Stored data

[Start of section]

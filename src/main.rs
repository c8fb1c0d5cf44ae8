use clap::{Parser, Subcommand};
use model_cache::utils::{logger, validation::Validate};
use model_cache::{download_object, upload_file, ModelStoreConfig};
use std::path::PathBuf;

#[derive(Parser)]
#[command(name = "model-cache")]
#[command(about = "Upload and fetch serialized model dictionary blobs in object storage")]
struct Cli {
    #[arg(long)]
    bucket: String,

    #[arg(long)]
    region: Option<String>,

    #[arg(long, help = "Enable verbose output")]
    verbose: bool,

    #[command(subcommand)]
    command: Command,
}

#[derive(Subcommand)]
enum Command {
    /// Upload a local model file to the bucket (overwrites the key)
    Upload {
        #[arg(long)]
        key: String,

        #[arg(long)]
        file: PathBuf,
    },
    /// Fetch a model blob from the bucket and write it to disk
    Fetch {
        #[arg(long)]
        key: String,

        #[arg(long)]
        out: PathBuf,
    },
}

#[tokio::main]
async fn main() -> anyhow::Result<()> {
    let cli = Cli::parse();

    // 初始化日誌
    logger::init_cli_logger(cli.verbose);

    // 驗證配置
    let config = ModelStoreConfig::for_bucket(&cli.bucket, cli.region.clone());
    if let Err(e) = config.validate() {
        tracing::error!("Configuration validation failed: {}", e);
        eprintln!("❌ {}", e);
        std::process::exit(1);
    }

    let result = match &cli.command {
        Command::Upload { key, file } => {
            upload_file(&cli.bucket, key, file, cli.region.as_deref())
                .await
                .map(|()| format!("📦 Uploaded {} to s3://{}/{}", file.display(), cli.bucket, key))
        }
        Command::Fetch { key, out } => {
            match download_object(&cli.bucket, cli.region.as_deref(), key).await {
                Ok(bytes) => match std::fs::write(out, &bytes) {
                    Ok(()) => Ok(format!(
                        "📦 Fetched s3://{}/{} ({} bytes) to {}",
                        cli.bucket,
                        key,
                        bytes.len(),
                        out.display()
                    )),
                    Err(e) => Err(e.into()),
                },
                Err(e) => Err(e),
            }
        }
    };

    match result {
        Ok(message) => {
            tracing::info!("Transfer completed successfully");
            println!("✅ {}", message);
        }
        Err(e) => {
            tracing::error!("Transfer failed: {}", e);
            eprintln!("❌ {}", e);
            std::process::exit(1);
        }
    }

    Ok(())
}
use std::path::PathBuf;
use thiserror::Error;

/// Errors raised while decoding or sampling a submitted screenshot.
///
/// These are client-facing: a request that trips one of these carries a
/// malformed or unusable image and is answered with a 4xx status.
#[derive(Error, Debug)]
pub enum ClassifierError {
    #[error("screenshot decode failed: {0}")]
    Decode(#[from] image::ImageError),

    #[error("sample position ({x}, {y}) outside screenshot bounds {width}x{height}")]
    SampleOutOfBounds {
        x: u32,
        y: u32,
        width: u32,
        height: u32,
    },

    #[error("empty screenshot body")]
    EmptyBody,
}

/// Errors from the user record store backing the cooldown ledger.
///
/// Storage failures are never swallowed or defaulted; callers surface them
/// as a failed request.
#[derive(Error, Debug)]
pub enum StorageError {
    #[error("failed to read store file {path}: {source}")]
    Read {
        path: PathBuf,
        source: std::io::Error,
    },

    #[error("failed to write store file {path}: {source}")]
    Write {
        path: PathBuf,
        source: std::io::Error,
    },

    #[error("store file {path} is corrupt: {source}")]
    Corrupt {
        path: PathBuf,
        source: serde_json::Error,
    },

    #[error("no record for identity {identity}")]
    MissingRecord { identity: String },

    #[error("record serialization failed: {0}")]
    Serialize(#[from] serde_json::Error),
}

/// Errors from the fan-out side of the event bus.
///
/// Broadcast delivery is best-effort; these are logged by callers and never
/// fail a dispatch on their own.
#[derive(Error, Debug)]
pub enum BroadcastError {
    #[error("event publish failed: {details}")]
    PublishFailed { details: String },
}

/// Errors from the Twitch token service.
#[derive(Error, Debug)]
pub enum TokenError {
    #[error("twitch credentials not configured")]
    MissingCredentials,

    #[error("token endpoint request failed: {0}")]
    Http(#[from] reqwest::Error),

    #[error("token endpoint rejected the refresh: HTTP {status}")]
    Rejected { status: u16 },

    #[error("token storage failed: {0}")]
    Storage(#[from] StorageError),
}

#[derive(Error, Debug)]
pub enum VitalcastError {
    #[error("Configuration error: {0}")]
    Config(#[from] config::ConfigError),

    #[error("IO error: {0}")]
    Io(#[from] std::io::Error),

    #[error("Classifier error: {0}")]
    Classifier(#[from] ClassifierError),

    #[error("Storage error: {0}")]
    Storage(#[from] StorageError),

    #[error("Broadcast error: {0}")]
    Broadcast(#[from] BroadcastError),

    #[error("Token error: {0}")]
    Token(#[from] TokenError),

    #[error("operation timed out: {operation}")]
    Timeout { operation: &'static str },

    #[error("Server error: {message}")]
    Server { message: String },
}

impl VitalcastError {
    pub fn server<S: Into<String>>(message: S) -> Self {
        Self::Server {
            message: message.into(),
        }
    }
}

pub type Result<T> = std::result::Result<T, VitalcastError>;
pub mod analyzer;
pub mod classifier;
pub mod state;
pub mod store;

pub use analyzer::ScreenshotAnalyzer;
pub use classifier::{PixelClassifier, PixelSample, Rgb};
pub use state::HealthState;
pub use store::HealthStateStore;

[End of section]

# [AIM OF THE EXERCISE]
Identify every line above that includes the word "callers", and show those lines.

# [ANSWER FOR THE TASK]
/// Storage failures are never swallowed or defaulted; callers surface them
/// Broadcast delivery is best-effort; these are logged by callers and never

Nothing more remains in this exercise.